The two fundamental tangible attribute behaviours of SEPARATE and UNITE can’t explain everything. It’s true they’re what all people see but, precisely because of that, they’re also the basis for other, more complex types of aesthetic judgments.
Conventionally, discussions of architectural aesthetics have obsessed about qualities such as ‘harmony’, ‘proportion’, ‘rhythm’, and ‘scale’ and these must still be accounted for even though this framework is not derived from them. Rhythm, for example, can be thought of as having something to do with Pattern, proportion as having something to do with Shape, and scale as having something to do with Size. The number root five minus one, over two (a.k.a. The Golden Section, The Golden Rectangle, The Golden Proportion, The Fibonacci Series) features prominently in the history of architectural aesthetics and, although it may describe a characteristic of a building’s shape or pattern, it has no bearing on the tangible relationship between a building and its context. The eye’s preferences for this ratio may be empirically proveable but the intellectual appreciation of it is learned – the result of education, culture, knowledge. All these subjectivities have to be accounted for somehow.
Convergence of aesthetic opinion is further complicated by the fact that different viewers looking at the same object are very likely to perceive it differently. Further disagreements may occur not because of differences in what people see but because of what they think they see. And even if the same notions are identified, people can still disagree over their relative strength and importance.
Each attribute can be overpaid with up to three types of intangible notions.

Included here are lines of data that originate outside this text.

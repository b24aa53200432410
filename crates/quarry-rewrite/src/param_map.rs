//! Binding of original parameters to carrier accessor paths.

use quarry_ast::{referenced_params, Expr, Lambda, Param, ParamId, Ty};
use rustc_hash::FxHashMap;

use crate::error::RewriteError;
use crate::Splitter;

/// Total mapping from a lambda's parameters to `carrier.member` accessors.
///
/// Every accessor is rooted at the same freshly declared carrier parameter.
/// Entries keep the lambda's parameter order; no two entries name the same
/// member.
#[derive(Clone, Debug)]
pub struct ParameterMap {
    carrier_param: Param,
    entries: Vec<(Param, Expr)>,
    index: FxHashMap<ParamId, usize>,
}

impl ParameterMap {
    /// Match `lambda`'s parameter types against the members of `carrier`
    /// and bind each parameter to its member.
    pub fn build(splitter: &Splitter, lambda: &Lambda, carrier: &Ty) -> Result<Self, RewriteError> {
        if lambda.params.is_empty() {
            return Err(RewriteError::EmptyParameterList);
        }
        let mut index = FxHashMap::default();
        for (pos, param) in lambda.params.iter().enumerate() {
            if index.insert(param.id, pos).is_some() {
                return Err(RewriteError::DuplicateParameter(param.name.clone()));
            }
        }
        if let Some(free) = referenced_params(&lambda.body)
            .into_iter()
            .find(|p| !index.contains_key(&p.id))
        {
            return Err(RewriteError::UndeclaredParameter(free.name.clone()));
        }

        let plan = splitter.member_plan(carrier, &lambda.param_types())?;
        let carrier_param = Param::new(splitter.options().carrier_param_name.clone(), carrier.clone());
        let entries = lambda
            .params
            .iter()
            .zip(&plan.slots)
            .map(|(param, slot)| {
                // The member may be `T` for a parameter declared `Option<T>`;
                // the accessor keeps the declared type so the body still
                // types the same.
                let access = Expr::member(Expr::param(&carrier_param), slot.name.clone(), param.ty.clone());
                (param.clone(), access)
            })
            .collect();

        Ok(ParameterMap {
            carrier_param,
            entries,
            index,
        })
    }

    /// The single parameter of the rewritten lambda.
    pub fn carrier_param(&self) -> &Param {
        &self.carrier_param
    }

    /// The accessor bound to parameter `id`, if it is one of the originals.
    pub fn get(&self, id: ParamId) -> Option<&Expr> {
        self.index.get(&id).map(|&pos| &self.entries[pos].1)
    }

    pub fn len(&self) -> usize {
        self.entries.len()
    }

    pub fn is_empty(&self) -> bool {
        self.entries.is_empty()
    }

    /// `(original parameter, accessor)` pairs in parameter order.
    pub fn iter(&self) -> impl Iterator<Item = (&Param, &Expr)> {
        self.entries.iter().map(|(p, e)| (p, e))
    }

    /// The lookup the substitution walk consumes.
    pub fn bindings(&self) -> FxHashMap<ParamId, Expr> {
        self.entries
            .iter()
            .map(|(p, e)| (p.id, e.clone()))
            .collect()
    }
}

These three categories are intangible notions of Separate, intangible notions of Unite and intangible notions of Negate. Conceptually, none is more important than the other two but I will start with (intangible) notions of Separate, and use the attribute of Colour to introduce the concept of notions of Separate.
Remember that the six attributes are mutually independent and Colour is no more important than any of the other five. If I use the Colour attribute now and more often in future posts to introduce a new aesthetic effect, it is only because we’re used to talking about the subjectivity of colour more than we are for the other attributes. We have the vocabulary for it, and are used to saying and hearing things such as “I don’t like red – it reminds me of …” etc.
Colour to 2: DETACH
Imagine a white building seen against a backdrop of trees. As far as colour is concerned, the building is white and the surroundings are green. This is a clear example of Colour to SEPARATE. But there’s also an infinite number of ways the colour white can be thought of as different from the colour green that we see in the surroundings.
- The colour white can also be thought of as not being a colour but the absence of colour contrasting with the very real presence of the colour green.
- The colour white can also be thought of as being all colours combined, and something very different from objects that only reflect light wavelengths in the green part of the spectrum.
- The colour white can also be thought of as the colour of purity in opposition to the sensual colour of the natural world.
Intangible notions are not absolute properties of a building and, although prompts towards a certain notion might be offered, there’s no guarantee they will be followed up. What people think cannot be controlled or policed. Already, we have some understanding of the mechanism for how and at what point subjectivities (resulting from education and/or culture and/or knowledge) affect aesthetic judgments.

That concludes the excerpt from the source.